Exercise instructions:
Your response must be made up of each line in the data below that contains the string "registry".

Supplied records:
mod config;
mod encoding;
mod gateway;
mod intent;
mod paymaster;
mod registry;
mod session;
mod types;
mod userop;

use anyhow::{anyhow, Context, Result};
use clap::{Args, Parser, Subcommand};
use config::{DeploymentConfig, Environment};
use ethers::types::{Address, U256};
use gateway::{EstimatePayload, GasDetails, GatewayClient, PollPolicy};
use paymaster::ValidityWindow;
use registry::RegistryClient;
use session::SessionKey;
use std::fs;
use std::path::PathBuf;
use std::time::Duration;
use types::{
    Intent, IntentType, NftTransferIntent, RawTransactionIntent, TokenTransferIntent,
    UserOperation,
};
use uuid::Uuid;

#[derive(Parser, Debug)]
#[command(name = "okto-aa", version)]
struct Cli {
    #[command(subcommand)]
    cmd: Command,
}

#[derive(Subcommand, Debug)]
enum Command {
    /// Generate (or restore) a session key and print its public material.
    Session(SessionArgs),

    /// Build, sign, and submit a TOKEN_TRANSFER intent.
    TokenTransfer(TokenTransferArgs),

    /// Build, sign, and submit an NFT_TRANSFER intent.
    NftTransfer(NftTransferArgs),

    /// Build, sign, and submit a RAW_TRANSACTION intent.
    RawTransaction(RawTransactionArgs),

    /// Fetch (or poll) the order status of a previously submitted intent.
    Status(StatusArgs),
}

#[derive(Args, Debug)]
struct CommonArgs {
    /// Deployment environment: sandbox, staging, or production.
    #[arg(long, default_value = "sandbox", env = "OKTO_AA_ENV")]
    environment: String,

    /// Gateway auth token (issued by the vendor's login flow).
    #[arg(long, env = "OKTO_AA_AUTH_TOKEN")]
    auth_token: String,

    /// Session private key used to sign the user operation.
    ///
    /// Recommended: set via env var OKTO_AA_SESSION_PRIVATE_KEY.
    #[arg(long, env = "OKTO_AA_SESSION_PRIVATE_KEY")]
    session_private_key: String,

    /// Client private key used to sign the paymaster data.
    #[arg(long, env = "OKTO_AA_CLIENT_PRIVATE_KEY")]
    client_private_key: String,

    /// Client smart wallet address (the sponsoring party).
    #[arg(long, env = "OKTO_AA_CLIENT_SWA")]
    client_swa: String,

    /// User smart wallet address (the operation sender).
    #[arg(long, env = "OKTO_AA_USER_SWA")]
    user_swa: String,

    /// Fee payer address. Defaults to the client smart wallet.
    #[arg(long, env = "OKTO_AA_FEE_PAYER")]
    fee_payer: Option<String>,

    /// Paymaster sponsorship validity, in minutes from now.
    #[arg(long, default_value_t = 10)]
    valid_minutes: u64,

    /// Ask the gateway to estimate gas before signing (otherwise fixed
    /// per-environment defaults are used).
    #[arg(long)]
    estimate: bool,

    /// Build and sign the operation but do not submit it.
    #[arg(long)]
    dry_run: bool,

    /// Do not poll for the order result after submitting.
    #[arg(long)]
    no_wait: bool,

    /// Max order-status polls before giving up.
    #[arg(long, default_value_t = 30)]
    max_attempts: u32,

    /// Interval between order-status polls, in milliseconds.
    #[arg(long, default_value_t = 3000)]
    poll_interval_ms: u64,
}

#[derive(Args, Debug)]
struct SessionArgs {
    /// Restore from an existing private key instead of generating one.
    #[arg(long, env = "OKTO_AA_SESSION_PRIVATE_KEY")]
    private_key: Option<String>,

    /// Where to write the generated session env file.
    #[arg(long, default_value = ".secrets")]
    secrets_dir: PathBuf,
}

#[derive(Args, Debug)]
struct TokenTransferArgs {
    #[command(flatten)]
    common: CommonArgs,

    /// Target chain, e.g. eip155:137.
    #[arg(long)]
    caip2_id: String,

    /// Recipient wallet address on the target chain.
    #[arg(long)]
    recipient: String,

    /// Token contract address; empty for the chain's native token.
    #[arg(long, default_value = "")]
    token: String,

    /// Amount in the token's base units.
    #[arg(long)]
    amount: String,
}

#[derive(Args, Debug)]
struct NftTransferArgs {
    #[command(flatten)]
    common: CommonArgs,

    /// Target chain, e.g. eip155:137.
    #[arg(long)]
    caip2_id: String,

    /// NFT token id within the collection.
    #[arg(long)]
    nft_id: String,

    /// Recipient wallet address on the target chain.
    #[arg(long)]
    recipient: String,

    /// Collection contract address.
    #[arg(long)]
    collection: String,

    /// Token standard, e.g. ERC721 or ERC1155.
    #[arg(long, default_value = "ERC721")]
    nft_type: String,

    /// Number of tokens to transfer (1 for ERC721).
    #[arg(long, default_value = "1")]
    amount: String,
}

#[derive(Args, Debug)]
struct RawTransactionArgs {
    #[command(flatten)]
    common: CommonArgs,

    /// Target chain, e.g. eip155:137.
    #[arg(long)]
    caip2_id: String,

    /// Transaction as a JSON object; repeat for a batch.
    #[arg(long = "transaction", required = true)]
    transactions: Vec<String>,
}

#[derive(Args, Debug)]
struct StatusArgs {
    /// Deployment environment: sandbox, staging, or production.
    #[arg(long, default_value = "sandbox", env = "OKTO_AA_ENV")]
    environment: String,

    /// Gateway auth token.
    #[arg(long, env = "OKTO_AA_AUTH_TOKEN")]
    auth_token: String,

    /// Intent (job) id returned by a previous submission.
    #[arg(long)]
    intent_id: String,

    /// Intent type, e.g. TOKEN_TRANSFER.
    #[arg(long)]
    intent_type: String,

    /// Poll until terminal instead of a single fetch.
    #[arg(long)]
    wait: bool,

    /// Max order-status polls before giving up.
    #[arg(long, default_value_t = 30)]
    max_attempts: u32,

    /// Interval between order-status polls, in milliseconds.
    #[arg(long, default_value_t = 3000)]
    poll_interval_ms: u64,
}

#[tokio::main]
async fn main() -> Result<()> {
    dotenvy::dotenv().ok();
    tracing_subscriber::fmt()
        .with_env_filter(
            tracing_subscriber::EnvFilter::try_from_default_env().unwrap_or_else(|_| "info".into()),
        )
        .with_writer(std::io::stderr)
        .init();

    let cli = Cli::parse();

    match cli.cmd {
        Command::Session(args) => cmd_session(args),
        Command::TokenTransfer(args) => {
            let intent = Intent::TokenTransfer(TokenTransferIntent {
                caip2_id: args.caip2_id,
                recipient: args.recipient,
                token: args.token,
                amount: parse_amount(&args.amount)?,
            });
            send_intent(args.common, intent).await
        }
        Command::NftTransfer(args) => {
            let intent = Intent::NftTransfer(NftTransferIntent {
                caip2_id: args.caip2_id,
                nft_id: args.nft_id,
                recipient: args.recipient,
                collection: args.collection,
                nft_type: args.nft_type,
                amount: parse_amount(&args.amount)?,
            });
            send_intent(args.common, intent).await
        }
        Command::RawTransaction(args) => {
            let mut transactions = Vec::with_capacity(args.transactions.len());
            for (i, raw) in args.transactions.iter().enumerate() {
                let tx = serde_json::from_str(raw)
                    .with_context(|| format!("--transaction #{} is not valid JSON", i + 1))?;
                transactions.push(tx);
            }
            let intent = Intent::RawTransaction(RawTransactionIntent {
                caip2_id: args.caip2_id,
                transactions,
            });
            send_intent(args.common, intent).await
        }
        Command::Status(args) => cmd_status(args).await,
    }
}

fn cmd_session(args: SessionArgs) -> Result<()> {
    let (key, generated) = match args.private_key.as_deref() {
        Some(pk) => (SessionKey::from_private_key(pk)?, false),
        None => (SessionKey::generate()?, true),
    };

    if generated {
        let path = args
            .secrets_dir
            .join(format!("session_{}.env", hex::encode(key.address().as_bytes())));
        write_session_env_file(&path, &key)?;
        // Never print the private key itself.
        eprintln!("generated new session key; saved to {}", path.display());
    }

    println!("sessionAddress:    {}", encoding::fmt_address(key.address()));
    println!("sessionPublicKey:  {}", key.public_key_hex());
    Ok(())
}

fn write_session_env_file(path: &PathBuf, key: &SessionKey) -> Result<()> {
    let contents = format!(
        "# Generated by okto-aa session\n# DO NOT COMMIT THIS FILE.\nexport OKTO_AA_SESSION_PRIVATE_KEY={}\nexport OKTO_AA_SESSION_ADDRESS={}\n",
        key.private_key_hex(),
        encoding::fmt_address(key.address()),
    );

    if let Some(parent) = path.parent() {
        fs::create_dir_all(parent).context("failed to create secrets dir")?;
    }

    fs::write(path, contents).with_context(|| format!("failed to write {}", path.display()))?;

    // Best-effort restrictive permissions (unix).
    #[cfg(unix)]
    {
        use std::os::unix::fs::PermissionsExt;
        let perm = fs::Permissions::from_mode(0o600);
        let _ = fs::set_permissions(path, perm);
    }

    Ok(())
}

async fn send_intent(common: CommonArgs, intent: Intent) -> Result<()> {
    let environment: Environment = common.environment.parse()?;
    let cfg = DeploymentConfig::for_environment(environment)?;

    let session = SessionKey::from_private_key(&common.session_private_key)
        .context("invalid --session-private-key")?;
    let client_key = SessionKey::from_private_key(&common.client_private_key)
        .context("invalid --client-private-key")?;

    let client_swa: Address = common
        .client_swa
        .parse()
        .map_err(|e| anyhow!("invalid --client-swa address: {e}"))?;
    let user_swa: Address = common
        .user_swa
        .parse()
        .map_err(|e| anyhow!("invalid --user-swa address: {e}"))?;
    let fee_payer: Address = match common.fee_payer.as_deref() {
        Some(s) => s
            .parse()
            .map_err(|e| anyhow!("invalid --fee-payer address: {e}"))?,
        None => client_swa,
    };

    let registry = RegistryClient::new(cfg.bff_base_url.clone(), common.auth_token.clone());
    let chains = registry
        .supported_chains()
        .await
        .context("chain registry lookup failed")?;

    let job_uuid = Uuid::new_v4();
    let nonce = encoding::nonce_from_uuid(job_uuid);
    tracing::info!(job_id = %job_uuid, intent_type = %intent.intent_type(), "building intent");

    let call_data = intent::build_call_data(
        &intent,
        nonce,
        cfg.job_manager,
        intent::JobParties {
            client_swa,
            user_swa,
            fee_payer,
        },
        &chains,
    )?;

    let window = ValidityWindow::until(Duration::from_secs(common.valid_minutes * 60));
    let paymaster_data = paymaster::build_paymaster_data(client_swa, &client_key, nonce, window)?;

    let mut op = UserOperation {
        sender: Some(user_swa),
        nonce: Some(nonce),
        call_data: Some(call_data),
        call_gas_limit: Some(cfg.gas.call_gas_limit),
        verification_gas_limit: Some(cfg.gas.verification_gas_limit),
        pre_verification_gas: Some(cfg.gas.pre_verification_gas),
        max_fee_per_gas: Some(cfg.gas.max_fee_per_gas),
        max_priority_fee_per_gas: Some(cfg.gas.max_priority_fee_per_gas),
        paymaster: Some(cfg.paymaster),
        paymaster_verification_gas_limit: Some(cfg.gas.paymaster_verification_gas_limit),
        paymaster_post_op_gas_limit: Some(cfg.gas.paymaster_post_op_gas_limit),
        paymaster_data: Some(paymaster_data.clone()),
        signature: None,
    };

    let gw = GatewayClient::new(
        cfg.gateway_rpc_url.clone(),
        cfg.bff_base_url.clone(),
        common.auth_token.clone(),
    );

    if common.estimate {
        let payload = EstimatePayload {
            r#type: intent.intent_type().as_str().to_string(),
            job_id: job_uuid.to_string(),
            fee_payer_address: common.fee_payer.clone(),
            paymaster_data: encoding::fmt_bytes(&paymaster_data),
            gas_details: GasDetails {
                max_fee_per_gas: encoding::fmt_u256(cfg.gas.max_fee_per_gas),
                max_priority_fee_per_gas: encoding::fmt_u256(cfg.gas.max_priority_fee_per_gas),
            },
            details: intent_details(&intent),
        };
        let estimate = gw.estimate(&payload).await.context("gas estimate failed")?;
        gateway::apply_gas_estimate(&mut op, &estimate)?;
        tracing::info!("applied gateway gas estimate");
    }

    let op_hash = userop::sign(&mut op, cfg.entry_point, cfg.chain_id, &session)?;

    println!(
        "UserOperation (signed):\n{}",
        serde_json::to_string_pretty(&encoding::user_op_to_json(&op)?)?
    );
    println!("\nuserOpHash: {}", encoding::fmt_h256(op_hash));

    if common.dry_run {
        println!("\n--dry-run set: not submitting user operation.");
        return Ok(());
    }

    let job_id = gw.execute(&op).await.context("gateway execute failed")?;
    println!("\njobId: {job_id}");

    if common.no_wait {
        println!("--no-wait set: not polling for order status.");
        return Ok(());
    }

    let policy = PollPolicy {
        interval: Duration::from_millis(common.poll_interval_ms),
        max_attempts: common.max_attempts,
    };
    let order = gw
        .wait_for_order(&job_id, intent.intent_type(), policy)
        .await?;

    println!("\norder status: {}", order.status);
    println!("{}", serde_json::to_string_pretty(&order.detail)?);
    Ok(())
}

async fn cmd_status(args: StatusArgs) -> Result<()> {
    let environment: Environment = args.environment.parse()?;
    let cfg = DeploymentConfig::for_environment(environment)?;
    let intent_type: IntentType = args.intent_type.parse()?;

    let gw = GatewayClient::new(
        cfg.gateway_rpc_url.clone(),
        cfg.bff_base_url.clone(),
        args.auth_token.clone(),
    );

    let order = if args.wait {
        let policy = PollPolicy {
            interval: Duration::from_millis(args.poll_interval_ms),
            max_attempts: args.max_attempts,
        };
        gw.wait_for_order(&args.intent_id, intent_type, policy)
            .await?
    } else {
        gw.order_status(&args.intent_id, intent_type).await?
    };

    println!("order status: {}", order.status);
    println!("{}", serde_json::to_string_pretty(&order.detail)?);
    Ok(())
}

/// Estimation `details` payload, mirroring the per-intent job parameters.
fn intent_details(intent: &Intent) -> serde_json::Value {
    match intent {
        Intent::TokenTransfer(i) => serde_json::json!({
            "caip2Id": i.caip2_id,
            "recipientWalletAddress": i.recipient,
            "tokenAddress": i.token,
            "amount": encoding::fmt_u256(i.amount),
        }),
        Intent::NftTransfer(i) => serde_json::json!({
            "caip2Id": i.caip2_id,
            "nftId": i.nft_id,
            "recipientWalletAddress": i.recipient,
            "collectionAddress": i.collection,
            "nftType": i.nft_type,
            "amount": encoding::fmt_u256(i.amount),
        }),
        Intent::RawTransaction(i) => serde_json::json!({
            "caip2Id": i.caip2_id,
            "transactions": i.transactions,
        }),
    }
}

fn parse_amount(s: &str) -> Result<U256> {
    U256::from_dec_str(s).with_context(|| format!("invalid amount (expected integer): {s}"))
}
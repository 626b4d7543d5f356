use anyhow::{anyhow, Context, Result};
use ethers::types::{Address, U256};
use std::fmt;
use std::str::FromStr;

#[derive(Debug, Clone, Copy, PartialEq, Eq)]
pub enum Environment {
    Sandbox,
    Staging,
    Production,
}

impl Environment {
    pub fn as_str(&self) -> &'static str {
        match self {
            Environment::Sandbox => "sandbox",
            Environment::Staging => "staging",
            Environment::Production => "production",
        }
    }
}

impl fmt::Display for Environment {
    fn fmt(&self, f: &mut fmt::Formatter<'_>) -> fmt::Result {
        f.write_str(self.as_str())
    }
}

impl FromStr for Environment {
    type Err = anyhow::Error;

    fn from_str(s: &str) -> Result<Self> {
        match s {
            "sandbox" => Ok(Environment::Sandbox),
            "staging" => Ok(Environment::Staging),
            "production" => Ok(Environment::Production),
            other => Err(anyhow!(
                "unknown environment {other} (expected sandbox, staging, or production)"
            )),
        }
    }
}

/// Fixed gas defaults for operations built without a gateway estimate.
#[derive(Debug, Clone, Copy)]
pub struct GasDefaults {
    pub call_gas_limit: U256,
    pub verification_gas_limit: U256,
    pub pre_verification_gas: U256,
    pub max_fee_per_gas: U256,
    pub max_priority_fee_per_gas: U256,
    pub paymaster_verification_gas_limit: U256,
    pub paymaster_post_op_gas_limit: U256,
}

impl Default for GasDefaults {
    fn default() -> Self {
        Self {
            call_gas_limit: U256::from(0x493e0u64),
            verification_gas_limit: U256::from(0x30d40u64),
            pre_verification_gas: U256::from(0xc350u64),
            max_fee_per_gas: U256::from(0xba43b7400u64),
            max_priority_fee_per_gas: U256::from(0xba43b7400u64),
            paymaster_verification_gas_limit: U256::from(0x186a0u64),
            paymaster_post_op_gas_limit: U256::from(0x186a0u64),
        }
    }
}

/// Per-environment deployment constants. The contract addresses and chain id
/// identify a specific deployed system and must not be edited.
#[derive(Debug, Clone)]
pub struct DeploymentConfig {
    #[allow(dead_code)]
    pub environment: Environment,
    pub gateway_rpc_url: String,
    pub bff_base_url: String,
    pub entry_point: Address,
    pub paymaster: Address,
    pub job_manager: Address,
    pub chain_id: u64,
    pub gas: GasDefaults,
}

impl DeploymentConfig {
    pub fn for_environment(environment: Environment) -> Result<Self> {
        let (gateway_rpc_url, bff_base_url, entry_point, paymaster, job_manager, chain_id) =
            match environment {
                Environment::Sandbox => (
                    "https://sandbox-okto-gateway.oktostage.com/rpc",
                    "https://sandbox-api.okto.tech",
                    "0x8D29ECb381CA4874767Ef3744F6df37748B12715",
                    "0x0871051BfF8C7041c985dEddFA8eF63d23AD3Fa0",
                    "0x21E822446C32FA22b29392F29597ebdcFd8511f8",
                    8801u64,
                ),
                Environment::Staging => (
                    "https://okto-gateway.oktostage.com/rpc",
                    "https://3p-bff.oktostage.com",
                    "0x322eF240AD89d19a50Ca092CC40Fc3fF87491317",
                    "0xc2c3a3Aa33A24B81a4C5a264b4e894BE9db12Acb",
                    "0x0543aD80b41C5f5956d34503668CDb965deCB617",
                    24879u64,
                ),
                Environment::Production => (
                    "https://okto-gateway.okto.tech/rpc",
                    "https://apigw.okto.tech",
                    "0xA5E95a08229A816c9f3902E4a5a618C3928ad3bA",
                    "0xB0E2BD2efe99F5fC4CF484aa61A21A1D28f8E3Ca",
                    "0xED8Fe2543efFF64FC3567B03b612AA82C409579a",
                    8088u64,
                ),
            };

        Ok(Self {
            environment,
            gateway_rpc_url: gateway_rpc_url.to_string(),
            bff_base_url: bff_base_url.to_string(),
            entry_point: parse_addr(entry_point).context("invalid entry point address")?,
            paymaster: parse_addr(paymaster).context("invalid paymaster address")?,
            job_manager: parse_addr(job_manager).context("invalid job manager address")?,
            chain_id,
            gas: GasDefaults::default(),
        })
    }
}

fn parse_addr(s: &str) -> Result<Address> {
    s.parse::<Address>().map_err(|e| anyhow!("{e}"))
}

Task response:
mod registry;
use registry::RegistryClient;
    let registry = RegistryClient::new(cfg.bff_base_url.clone(), common.auth_token.clone());
    let chains = registry
        .context("chain registry lookup failed")?;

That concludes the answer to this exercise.